Data to use:
···

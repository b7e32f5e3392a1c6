mod config;
mod error;
mod model;
mod prompts;
mod web;

use std::sync::Arc;

use actix_web::{middleware::Logger, web::Data, App, HttpServer};
use anyhow::Context;
use dotenv::dotenv;
use log::{info, warn};

use config::Config;
use model::{CompletionClient, OpenAiClient};
use prompts::PromptBuilder;
use web::routes;

// Shared, read-only state handed to every handler
pub struct AppState {
    pub config: Arc<Config>,
    pub prompts: PromptBuilder,
    pub client: Arc<dyn CompletionClient>,
}

#[actix_web::main]
async fn main() -> anyhow::Result<()> {
    // Initialize environment
    dotenv().ok();
    env_logger::init_from_env(env_logger::Env::new().default_filter_or("info"));

    info!("Starting AI Coach API v{}", env!("CARGO_PKG_VERSION"));

    let config = Arc::new(Config::from_env());
    if config.api_key.is_none() {
        warn!("OPENAI_API_KEY is not set; chat and problem generation will fail until it is");
    }
    let prompts = PromptBuilder::new().context("failed to compile prompt templates")?;
    let client = OpenAiClient::new(&config.api_base_url, config.api_key.clone());
    info!("Using model {} via {}", config.model, client.endpoint());

    let app_state = Data::new(AppState {
        config: config.clone(),
        prompts,
        client: Arc::new(client),
    });

    info!("Listening on {}", config.bind_address);
    HttpServer::new(move || {
        App::new()
            .app_data(app_state.clone())
            .wrap(web::cors(&app_state.config.allowed_origins))
            .wrap(Logger::default())
            .configure(routes::configure)
    })
    .bind(config.bind_address.as_str())
    .with_context(|| format!("failed to bind {}", config.bind_address))?
    .run()
    .await?;

    Ok(())
}
use async_trait::async_trait;
use log::{debug, info};
use reqwest::Client;
use serde_json::{json, Value};

use super::{CompletionClient, CompletionError, CompletionOptions};
use crate::web::models::Message;

/// Client for an OpenAI-compatible `/chat/completions` endpoint.
pub struct OpenAiClient {
    endpoint: String,
    api_key: Option<String>,
    client: Client,
}

impl OpenAiClient {
    pub fn new(base_url: &str, api_key: Option<String>) -> Self {
        Self {
            endpoint: format!("{}/chat/completions", base_url.trim_end_matches('/')),
            api_key,
            client: Client::new(),
        }
    }

    pub fn endpoint(&self) -> &str {
        &self.endpoint
    }
}

#[async_trait]
impl CompletionClient for OpenAiClient {
    async fn send(
        &self,
        messages: &[Message],
        options: &CompletionOptions,
    ) -> Result<String, CompletionError> {
        let payload = request_body(messages, options);
        info!(
            "Sending {} messages to {} (model: {}, max_tokens: {})",
            messages.len(),
            self.endpoint,
            options.model,
            options.max_tokens
        );
        debug!("Payload: {}", payload);

        let mut request = self.client.post(&self.endpoint).json(&payload);
        if let Some(key) = &self.api_key {
            request = request.bearer_auth(key);
        }

        let response = request.send().await?;
        let status = response.status();
        if !status.is_success() {
            let body = response.text().await?;
            return Err(CompletionError::Status {
                status: status.as_u16(),
                body,
            });
        }

        let response_json: Value = response.json().await?;
        debug!("Response JSON: {}", response_json);

        let content = extract_content(&response_json)?;
        info!("Response length: {} characters", content.len());
        Ok(content)
    }
}

fn request_body(messages: &[Message], options: &CompletionOptions) -> Value {
    let mut body = json!({
        "model": options.model,
        "messages": messages,
        "max_tokens": options.max_tokens,
        "temperature": options.temperature,
    });
    if options.json_mode {
        body["response_format"] = json!({ "type": "json_object" });
    }
    body
}

fn extract_content(response: &Value) -> Result<String, CompletionError> {
    response
        .get("choices")
        .and_then(|choices| choices.get(0))
        .and_then(|choice| choice.get("message"))
        .and_then(|message| message.get("content"))
        .and_then(|content| content.as_str())
        .map(str::to_string)
        .ok_or(CompletionError::MissingContent)
}

#[cfg(test)]
mod tests {
    use super::*;

    #[test]
    fn endpoint_joins_base_url_once() {
        let client = OpenAiClient::new("http://localhost:8081/v1/", None);
        assert_eq!(client.endpoint(), "http://localhost:8081/v1/chat/completions");
    }

    #[test]
    fn chat_body_has_no_response_format() {
        let messages = vec![Message::system("s"), Message::user("u")];
        let body = request_body(&messages, &CompletionOptions::chat("gpt-4o"));
        assert_eq!(body["model"], "gpt-4o");
        assert_eq!(body["max_tokens"], 500);
        assert_eq!(body["temperature"], 0.7);
        assert_eq!(body["messages"][0], json!({ "role": "system", "content": "s" }));
        assert_eq!(body["messages"][1], json!({ "role": "user", "content": "u" }));
        assert!(body.get("response_format").is_none());
    }

    #[test]
    fn json_mode_requests_json_object_format() {
        let body = request_body(&[], &CompletionOptions::problem_generation("gpt-4o"));
        assert_eq!(body["response_format"], json!({ "type": "json_object" }));
        assert_eq!(body["temperature"], 0.8);
    }

    #[test]
    fn content_comes_from_first_choice() {
        let response = json!({
            "choices": [
                { "message": { "role": "assistant", "content": "What is the base case?" } },
                { "message": { "role": "assistant", "content": "ignored" } }
            ]
        });
        assert_eq!(extract_content(&response).unwrap(), "What is the base case?");
    }

    #[test]
    fn missing_or_null_content_is_an_error() {
        for response in [
            json!({ "choices": [] }),
            json!({ "choices": [{ "message": { "content": null } }] }),
            json!({ "error": { "message": "bad" } }),
        ] {
            assert!(matches!(extract_content(&response), Err(CompletionError::MissingContent)));
        }
    }
}
use serde::{Deserialize, Serialize};
use serde_json::{Map, Value};

use crate::error::ApiError;

pub const DEFAULT_DIFFICULTY: &str = "Easy";
pub const DEFAULT_CATEGORY_HINT: &str =
    "any category (Arrays, Strings, Hash Tables, Two Pointers, etc.)";

const FALLBACK_TITLE: &str = "Generated Problem";
const FALLBACK_CATEGORY: &str = "General";
const FALLBACK_ESTIMATED_TIME: &str = "15 min";
const FALLBACK_STARTER_CODE: &str = "# Your solution here\n";

#[derive(Debug, Clone, PartialEq, Serialize, Deserialize)]
pub struct Example {
    pub input: String,
    pub output: String,
}

#[derive(Debug, Clone, Serialize, Deserialize)]
pub struct Problem {
    pub title: String,
    pub description: String,
    #[serde(default)]
    pub difficulty: Option<String>,
    #[serde(default)]
    pub category: Option<String>,
    #[serde(default)]
    pub examples: Vec<Example>,
}

/// One turn of a conversation. The role is forwarded as given.
#[derive(Debug, Clone, PartialEq, Serialize, Deserialize)]
pub struct Message {
    pub role: String,
    pub content: String,
}

impl Message {
    pub fn system(content: impl Into<String>) -> Self {
        Self {
            role: "system".to_string(),
            content: content.into(),
        }
    }

    pub fn user(content: impl Into<String>) -> Self {
        Self {
            role: "user".to_string(),
            content: content.into(),
        }
    }
}

#[derive(Debug, Serialize, Deserialize)]
pub struct ChatRequest {
    pub messages: Vec<Message>,
    pub problem: Problem,
    pub code: String,
}

#[derive(Debug, Serialize, Deserialize)]
pub struct ChatResponse {
    pub response: String,
}

#[derive(Debug, Default, Serialize, Deserialize)]
pub struct GenerateProblemRequest {
    #[serde(default)]
    pub difficulty: Option<String>,
    #[serde(default)]
    pub category: Option<String>,
}

impl GenerateProblemRequest {
    /// Requested difficulty, with blank values treated as absent.
    pub fn difficulty(&self) -> &str {
        non_blank(&self.difficulty).unwrap_or(DEFAULT_DIFFICULTY)
    }

    pub fn category(&self) -> &str {
        non_blank(&self.category).unwrap_or(DEFAULT_CATEGORY_HINT)
    }
}

fn non_blank(value: &Option<String>) -> Option<&str> {
    value.as_deref().filter(|v| !v.is_empty())
}

#[derive(Debug, Clone, PartialEq, Serialize, Deserialize)]
#[serde(rename_all = "camelCase")]
pub struct GeneratedProblem {
    pub title: String,
    pub description: String,
    pub difficulty: String,
    pub category: String,
    pub estimated_time: String,
    pub examples: Vec<Example>,
    pub starter_code: String,
}

/// The model's JSON as returned; any field may be missing.
#[derive(Debug, Deserialize)]
#[serde(rename_all = "camelCase")]
struct GeneratedProblemDraft {
    title: Option<String>,
    description: Option<String>,
    difficulty: Option<String>,
    category: Option<String>,
    estimated_time: Option<String>,
    examples: Option<Vec<Example>>,
    starter_code: Option<String>,
}

impl GeneratedProblem {
    /// Parse the completion text, filling absent fields with fallbacks.
    ///
    /// The document must be a JSON object; `null` fields count as absent.
    /// Examples are not defaulted one by one: an entry without `input` or
    /// `output` fails the whole parse.
    pub fn from_completion(text: &str, requested_difficulty: &str) -> Result<Self, ApiError> {
        let fields: Map<String, Value> = serde_json::from_str(text)?;
        let draft: GeneratedProblemDraft = serde_json::from_value(Value::Object(fields))?;
        Ok(Self {
            title: draft.title.unwrap_or_else(|| FALLBACK_TITLE.to_string()),
            description: draft.description.unwrap_or_default(),
            difficulty: draft.difficulty.unwrap_or_else(|| requested_difficulty.to_string()),
            category: draft.category.unwrap_or_else(|| FALLBACK_CATEGORY.to_string()),
            estimated_time: draft
                .estimated_time
                .unwrap_or_else(|| FALLBACK_ESTIMATED_TIME.to_string()),
            examples: draft.examples.unwrap_or_default(),
            starter_code: draft
                .starter_code
                .unwrap_or_else(|| FALLBACK_STARTER_CODE.to_string()),
        })
    }
}
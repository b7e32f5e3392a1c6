//! Request-level error type.
//!
//! Handlers return `Result<HttpResponse, ApiError>`; actix-web turns the error
//! into a `{"detail": "..."}` JSON body through [`ResponseError`].

use actix_web::http::StatusCode;
use actix_web::{HttpResponse, ResponseError};
use log::error;
use serde_json::json;
use thiserror::Error;

use crate::model::CompletionError;

pub const CHAT_UPSTREAM_CONTEXT: &str = "Error communicating with OpenAI";
pub const GENERATE_UPSTREAM_CONTEXT: &str = "Error generating problem";

#[derive(Debug, Error)]
pub enum ApiError {
    /// No API credential; raised before any outbound call.
    #[error("OpenAI API key not configured. Please set OPENAI_API_KEY environment variable.")]
    Configuration,

    /// The completion API call failed or returned nothing usable.
    #[error("{context}: {source}")]
    Upstream {
        context: &'static str,
        #[source]
        source: CompletionError,
    },

    /// The model's output could not be read as a generated problem.
    #[error("Error parsing AI response: {0}")]
    ResponseParse(#[from] serde_json::Error),

    #[error("Error rendering prompt: {0}")]
    Prompt(#[from] tera::Error),

    /// Request body rejected before reaching a handler.
    #[error("{0}")]
    InvalidRequest(String),
}

impl ApiError {
    pub fn upstream(context: &'static str) -> impl FnOnce(CompletionError) -> Self {
        move |source| ApiError::Upstream { context, source }
    }
}

impl ResponseError for ApiError {
    fn status_code(&self) -> StatusCode {
        match self {
            ApiError::InvalidRequest(_) => StatusCode::UNPROCESSABLE_ENTITY,
            _ => StatusCode::INTERNAL_SERVER_ERROR,
        }
    }

    fn error_response(&self) -> HttpResponse {
        let status = self.status_code();
        if status.is_server_error() {
            error!("{}", self);
        }
        HttpResponse::build(status).json(json!({ "detail": self.to_string() }))
    }
}

#[cfg(test)]
mod tests {
    use super::*;

    #[test]
    fn upstream_message_carries_context_and_cause() {
        let err = ApiError::upstream(CHAT_UPSTREAM_CONTEXT)(CompletionError::MissingContent);
        assert_eq!(
            err.to_string(),
            "Error communicating with OpenAI: response contained no message content"
        );
        assert_eq!(err.status_code(), StatusCode::INTERNAL_SERVER_ERROR);
    }

    #[test]
    fn invalid_request_is_unprocessable() {
        let err = ApiError::InvalidRequest("missing field `code`".into());
        assert_eq!(err.status_code(), StatusCode::UNPROCESSABLE_ENTITY);
    }
}
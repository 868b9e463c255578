use serde::{Deserialize, Serialize};
use std::path::PathBuf;
use std::str::FromStr;

use crate::models::{Lookup, QuantityPolicy};

/// Source of a configuration value
#[derive(Debug, Clone, PartialEq, Serialize)]
#[serde(rename_all = "lowercase")]
pub enum ConfigSource {
    Default,
    File,
    Environment,
}

impl std::fmt::Display for ConfigSource {
    fn fmt(&self, f: &mut std::fmt::Formatter<'_>) -> std::fmt::Result {
        match self {
            ConfigSource::Default => write!(f, "default"),
            ConfigSource::File => write!(f, "file"),
            ConfigSource::Environment => write!(f, "environment"),
        }
    }
}

/// A configuration value with its source
#[derive(Debug, Clone, Serialize)]
pub struct ConfigValue<T> {
    pub value: T,
    pub source: ConfigSource,
}

impl<T> ConfigValue<T> {
    pub fn new(value: T, source: ConfigSource) -> Self {
        Self { value, source }
    }
}

/// Which document store the CLI talks to
#[derive(Debug, Clone, Copy, PartialEq, Eq, Default, Serialize, Deserialize)]
#[serde(rename_all = "lowercase")]
pub enum Backend {
    /// Local SQLite database at `database_path`
    #[default]
    Sqlite,
    /// A pantry-server at `server.url`
    Http,
}

impl std::fmt::Display for Backend {
    fn fmt(&self, f: &mut std::fmt::Formatter<'_>) -> std::fmt::Result {
        match self {
            Backend::Sqlite => write!(f, "sqlite"),
            Backend::Http => write!(f, "http"),
        }
    }
}

impl FromStr for Backend {
    type Err = String;

    fn from_str(s: &str) -> Result<Self, Self::Err> {
        match s.to_lowercase().as_str() {
            "sqlite" => Ok(Backend::Sqlite),
            "http" => Ok(Backend::Http),
            _ => Err(format!(
                "Invalid backend '{}'. Valid options: sqlite, http",
                s
            )),
        }
    }
}

/// Remote server configuration
#[derive(Debug, Clone, Serialize, Deserialize, Default)]
pub struct ServerConfig {
    /// Server URL (e.g., "http://localhost:8080")
    pub url: Option<String>,
    /// API key for authentication
    #[serde(skip_serializing)]
    pub api_key: Option<String>,
}

impl ServerConfig {
    /// The server URL, if one is set and not blank
    pub fn configured_url(&self) -> Option<&str> {
        self.url.as_deref().map(str::trim).filter(|url| !url.is_empty())
    }
}

/// Application configuration with source tracking
#[derive(Debug, Clone, Serialize)]
pub struct Config {
    /// Path to the SQLite database
    pub database_path: ConfigValue<PathBuf>,
    /// Document store backend
    pub backend: ConfigValue<Backend>,
    /// How items are matched to their stored records
    pub lookup: ConfigValue<Lookup>,
    /// Handling of quantities below zero
    pub quantity_policy: ConfigValue<QuantityPolicy>,
    /// Config file path used (if any)
    #[serde(skip_serializing_if = "Option::is_none")]
    pub config_file: Option<PathBuf>,
    /// Remote server configuration
    pub server: ServerConfig,
}

/// Internal struct for deserializing config file
#[derive(Debug, Deserialize, Default)]
#[serde(default)]
struct ConfigFile {
    database_path: Option<PathBuf>,
    backend: Option<Backend>,
    lookup: Option<Lookup>,
    quantity_policy: Option<QuantityPolicy>,
    server: Option<ServerConfig>,
}

impl Config {
    /// Load configuration with priority: env vars > config file > defaults
    pub fn load(config_path: Option<PathBuf>) -> Result<Self, ConfigError> {
        let default_db_path = Self::default_data_dir().join("pantry.db");

        // Start with defaults
        let mut database_path = ConfigValue::new(default_db_path, ConfigSource::Default);
        let mut backend = ConfigValue::new(Backend::default(), ConfigSource::Default);
        let mut lookup = ConfigValue::new(Lookup::default(), ConfigSource::Default);
        let mut quantity_policy =
            ConfigValue::new(QuantityPolicy::default(), ConfigSource::Default);
        let mut config_file = None;
        let mut server = ServerConfig::default();

        // Try to load from config file
        let path = config_path.unwrap_or_else(Self::default_config_path);
        if path.exists() {
            let contents = std::fs::read_to_string(&path)
                .map_err(|e| ConfigError::ReadError(path.clone(), e))?;
            let file_config: ConfigFile = serde_yaml::from_str(&contents)
                .map_err(|e| ConfigError::ParseError(path.clone(), e))?;

            config_file = Some(path.clone());

            if let Some(db_path) = file_config.database_path {
                // Resolve relative paths against config file's directory
                let resolved_path = if db_path.is_relative() {
                    path.parent().map(|p| p.join(&db_path)).unwrap_or(db_path)
                } else {
                    db_path
                };
                database_path = ConfigValue::new(resolved_path, ConfigSource::File);
            }
            if let Some(value) = file_config.backend {
                backend = ConfigValue::new(value, ConfigSource::File);
            }
            if let Some(value) = file_config.lookup {
                lookup = ConfigValue::new(value, ConfigSource::File);
            }
            if let Some(value) = file_config.quantity_policy {
                quantity_policy = ConfigValue::new(value, ConfigSource::File);
            }
            if let Some(server_config) = file_config.server {
                server = server_config;
            }
        }

        // Apply environment variable overrides
        if let Ok(db_path) = std::env::var("PANTRY_DATABASE_PATH") {
            database_path = ConfigValue::new(PathBuf::from(db_path), ConfigSource::Environment);
        }
        if let Some(value) = env_parse("PANTRY_BACKEND")? {
            backend = ConfigValue::new(value, ConfigSource::Environment);
        }
        if let Some(value) = env_parse("PANTRY_LOOKUP")? {
            lookup = ConfigValue::new(value, ConfigSource::Environment);
        }
        if let Some(value) = env_parse("PANTRY_QUANTITY_POLICY")? {
            quantity_policy = ConfigValue::new(value, ConfigSource::Environment);
        }
        if let Ok(url) = std::env::var("PANTRY_SERVER_URL") {
            server.url = Some(url);
        }
        if let Ok(key) = std::env::var("PANTRY_API_KEY") {
            server.api_key = Some(key);
        }

        Ok(Self {
            database_path,
            backend,
            lookup,
            quantity_policy,
            config_file,
            server,
        })
    }

    /// Default config directory (platform-specific):
    /// - Linux: ~/.config/pantry/
    /// - macOS: ~/Library/Application Support/pantry/
    /// - Windows: %APPDATA%/pantry/
    pub fn default_config_dir() -> PathBuf {
        dirs::config_dir()
            .unwrap_or_else(|| PathBuf::from("."))
            .join("pantry")
    }

    /// Default data directory (platform-specific):
    /// - Linux: ~/.local/share/pantry/
    /// - macOS: ~/Library/Application Support/pantry/
    /// - Windows: %APPDATA%/pantry/
    pub fn default_data_dir() -> PathBuf {
        dirs::data_dir()
            .unwrap_or_else(|| PathBuf::from("."))
            .join("pantry")
    }

    /// Default config file path (platform-specific config dir + config.yaml)
    pub fn default_config_path() -> PathBuf {
        Self::default_config_dir().join("config.yaml")
    }
}

/// Reads and parses an environment variable, if set
fn env_parse<T: FromStr<Err = String>>(name: &'static str) -> Result<Option<T>, ConfigError> {
    match std::env::var(name) {
        Ok(raw) => raw
            .parse()
            .map(Some)
            .map_err(|e| ConfigError::InvalidEnv(name, e)),
        Err(_) => Ok(None),
    }
}

#[derive(Debug)]
pub enum ConfigError {
    ReadError(PathBuf, std::io::Error),
    ParseError(PathBuf, serde_yaml::Error),
    InvalidEnv(&'static str, String),
}

impl std::fmt::Display for ConfigError {
    fn fmt(&self, f: &mut std::fmt::Formatter<'_>) -> std::fmt::Result {
        match self {
            ConfigError::ReadError(path, e) => {
                write!(f, "Failed to read config file '{}': {}", path.display(), e)
            }
            ConfigError::ParseError(path, e) => {
                write!(f, "Failed to parse config file '{}': {}", path.display(), e)
            }
            ConfigError::InvalidEnv(name, e) => {
                write!(f, "Invalid value in {}: {}", name, e)
            }
        }
    }
}

impl std::error::Error for ConfigError {}
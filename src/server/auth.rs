//! Bearer API key authentication.

use axum::{
    extract::{Request, State},
    http::{header, StatusCode},
    middleware::Next,
    response::{IntoResponse, Response},
    Json,
};

use super::AppState;
use crate::store::{DocumentStore, ErrorBody};

fn unauthorized(error: &str, message: &str) -> Response {
    (
        StatusCode::UNAUTHORIZED,
        Json(ErrorBody {
            error: error.to_string(),
            message: message.to_string(),
        }),
    )
        .into_response()
}

/// Authentication middleware.
///
/// Requests pass through untouched when the server has no API key.
pub async fn auth_middleware<S: DocumentStore + 'static>(
    State(state): State<AppState<S>>,
    request: Request,
    next: Next,
) -> Response {
    let Some(expected) = state.api_key.as_deref() else {
        return next.run(request).await;
    };

    // Extract Authorization header
    let auth_header = request
        .headers()
        .get(header::AUTHORIZATION)
        .and_then(|h| h.to_str().ok());

    let api_key = match auth_header {
        Some(h) => match h.strip_prefix("Bearer ") {
            Some(key) => key,
            None => {
                return unauthorized(
                    "invalid_auth",
                    "Authorization header must use Bearer scheme",
                )
            }
        },
        None => return unauthorized("missing_auth", "Authorization header required"),
    };

    if api_key != expected {
        tracing::warn!("Rejected request with invalid API key");
        return unauthorized("invalid_key", "Invalid API key");
    }

    next.run(request).await
}
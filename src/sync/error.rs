//! Synchronizer error types.

use thiserror::Error;

use crate::store::StoreError;

/// Errors returned by [`super::ItemSynchronizer`] operations.
///
/// The local item list is never modified when one of these is returned.
#[derive(Error, Debug)]
pub enum SyncError {
    #[error("Failed to load items: {0}")]
    Fetch(#[source] StoreError),

    #[error("Failed to create item: {0}")]
    Create(#[source] StoreError),

    #[error("Failed to update item: {0}")]
    Update(#[source] StoreError),

    #[error("Failed to delete item: {0}")]
    Delete(#[source] StoreError),

    #[error("Failed to look up item '{name}': {source}")]
    Lookup {
        name: String,
        #[source]
        source: StoreError,
    },

    #[error("Item '{name}' not found in store")]
    NotFound { name: String },

    #[error("Index {index} out of range (list has {len} item(s))")]
    IndexOutOfRange { index: usize, len: usize },
}
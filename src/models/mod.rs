mod item;
mod policy;
mod record_id;

pub use item::{Draft, Entry, Item};
pub use policy::{Lookup, QuantityPolicy};
pub use record_id::RecordId;
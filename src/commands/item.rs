use clap::{Args, Subcommand};
use serde::Serialize;
use std::io::{self, Write};

use super::{Items, OutputFormat};
use pantry::models::{Entry, Item};

#[derive(Args)]
pub struct ItemCommand {
    #[command(subcommand)]
    pub command: ItemSubcommand,
}

#[derive(Subcommand)]
pub enum ItemSubcommand {
    /// Add a new item
    Add {
        /// Name of the item
        name: String,

        /// Starting quantity
        #[arg(long, short, default_value_t = 0, allow_negative_numbers = true)]
        quantity: i64,
    },

    /// List all items
    List {
        /// Output format
        #[arg(long, short, value_enum, default_value = "text")]
        format: OutputFormat,
    },

    /// Search items by name (case-insensitive)
    Search {
        /// Text the item name must contain
        query: String,

        /// Output format
        #[arg(long, short, value_enum, default_value = "text")]
        format: OutputFormat,
    },

    /// Set an item's quantity
    Set {
        /// Item index (from `list`)
        index: usize,

        /// New quantity
        #[arg(allow_negative_numbers = true)]
        quantity: i64,
    },

    /// Increase an item's quantity
    Incr {
        /// Item index (from `list`)
        index: usize,

        /// Amount to add
        #[arg(long, default_value_t = 1)]
        by: i64,
    },

    /// Decrease an item's quantity
    Decr {
        /// Item index (from `list`)
        index: usize,

        /// Amount to subtract
        #[arg(long, default_value_t = 1)]
        by: i64,
    },

    /// Edit an item's name and/or quantity
    Edit {
        /// Item index (from `list`)
        index: usize,

        /// New name
        #[arg(long)]
        name: Option<String>,

        /// New quantity
        #[arg(long, allow_negative_numbers = true)]
        quantity: Option<i64>,
    },

    /// Delete an item
    Delete {
        /// Item index (from `list`)
        index: usize,

        /// Skip confirmation prompt
        #[arg(long, short)]
        force: bool,
    },
}

/// Row in JSON output
#[derive(Serialize)]
struct Row<'a> {
    index: usize,
    #[serde(flatten)]
    entry: &'a Entry,
}

impl ItemCommand {
    pub async fn run(&self, items: &mut Items) -> Result<(), Box<dyn std::error::Error>> {
        match &self.command {
            ItemSubcommand::Add { name, quantity } => {
                if name.trim().is_empty() {
                    return Err("Item name cannot be empty".into());
                }

                let created = items.add_item(Item::new(name.trim(), *quantity)).await?;
                println!("Added: {}", created);
                Ok(())
            }

            ItemSubcommand::List { format } => {
                let rows: Vec<_> = items.items().iter().enumerate().collect();
                print_rows(&rows, format, "No items in pantry")
            }

            ItemSubcommand::Search { query, format } => {
                // Keep list indices so results can be passed to set/edit/delete
                let rows: Vec<_> = items
                    .filter(query)
                    .filter_map(|entry| {
                        items
                            .items()
                            .iter()
                            .position(|e| e.id == entry.id)
                            .map(|index| (index, entry))
                    })
                    .collect();
                print_rows(&rows, format, &format!("No items matching '{}'", query))
            }

            ItemSubcommand::Set { index, quantity } => {
                let updated = items.update_quantity(*index, *quantity).await?;
                println!("Updated: {}", updated);
                Ok(())
            }

            ItemSubcommand::Incr { index, by } => {
                let updated = items.adjust_quantity(*index, *by).await?;
                println!("Updated: {}", updated);
                Ok(())
            }

            ItemSubcommand::Decr { index, by } => {
                let updated = items.adjust_quantity(*index, decrement(*by)?).await?;
                println!("Updated: {}", updated);
                Ok(())
            }

            ItemSubcommand::Edit {
                index,
                name,
                quantity,
            } => {
                if name.is_none() && quantity.is_none() {
                    return Err("Nothing to update. Provide --name and/or --quantity.".into());
                }

                let mut draft = items.begin_edit(*index)?;
                if let Some(new_name) = name {
                    if new_name.trim().is_empty() {
                        return Err("Item name cannot be empty".into());
                    }
                    draft.item.name = new_name.trim().to_string();
                }
                if let Some(new_quantity) = quantity {
                    draft.item.quantity = *new_quantity;
                }

                let updated = items.commit_edit(draft).await?;
                println!("Updated: {}", updated);
                Ok(())
            }

            ItemSubcommand::Delete { index, force } => {
                let name = match items.get(*index) {
                    Some(entry) => entry.name().to_string(),
                    None => return Err(format!("No item at index {}", index).into()),
                };

                // Confirm deletion unless --force is used
                if !force {
                    print!("Delete item '{}'? [y/N] ", name);
                    io::stdout().flush()?;

                    let mut input = String::new();
                    io::stdin().read_line(&mut input)?;

                    if !input.trim().eq_ignore_ascii_case("y") {
                        println!("Deletion cancelled.");
                        return Ok(());
                    }
                }

                let removed = items.delete_item(*index).await?;
                println!("Deleted item: {}", removed.name());
                Ok(())
            }
        }
    }
}

/// Delta for `decr --by N`
fn decrement(by: i64) -> Result<i64, String> {
    by.checked_neg()
        .ok_or_else(|| format!("Cannot subtract {}: out of range", by))
}

fn print_rows(
    rows: &[(usize, &Entry)],
    format: &OutputFormat,
    empty_message: &str,
) -> Result<(), Box<dyn std::error::Error>> {
    match format {
        OutputFormat::Json => {
            let rows: Vec<_> = rows
                .iter()
                .map(|(index, entry)| Row {
                    index: *index,
                    entry,
                })
                .collect();
            println!("{}", serde_json::to_string_pretty(&rows)?);
        }
        OutputFormat::Text => {
            if rows.is_empty() {
                println!("{}", empty_message);
                return Ok(());
            }

            println!("{:>4}  {:<30}  QUANTITY", "#", "NAME");
            println!("{}", "-".repeat(48));
            for (index, entry) in rows {
                let name = entry.name();
                let name = if name.chars().count() > 30 {
                    format!("{}...", name.chars().take(27).collect::<String>())
                } else {
                    name.to_string()
                };
                println!("{:>4}  {:<30}  {}", index, name, entry.quantity());
            }
            println!("\nTotal: {} item(s)", rows.len());
        }
    }
    Ok(())
}

#[cfg(test)]
mod tests {
    use super::*;

    #[test]
    fn test_decrement() {
        assert_eq!(decrement(3), Ok(-3));
        assert_eq!(decrement(-2), Ok(2));
        assert_eq!(decrement(i64::MAX), Ok(-i64::MAX));
    }

    #[test]
    fn test_decrement_min_is_rejected() {
        assert!(decrement(i64::MIN).is_err());
    }
}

···

What is expected:
Exact copies of the lines from the start of the data up to the line holding "to every handler", both included, are all that is needed.

Expected output:
repository b7e32f5e3392a1c6
mod config;
mod error;
mod model;
mod prompts;
mod web;

use std::sync::Arc;

use actix_web::{middleware::Logger, web::Data, App, HttpServer};
use anyhow::Context;
use dotenv::dotenv;
use log::{info, warn};

use config::Config;
use model::{CompletionClient, OpenAiClient};
use prompts::PromptBuilder;
use web::routes;

// Shared, read-only state handed to every handler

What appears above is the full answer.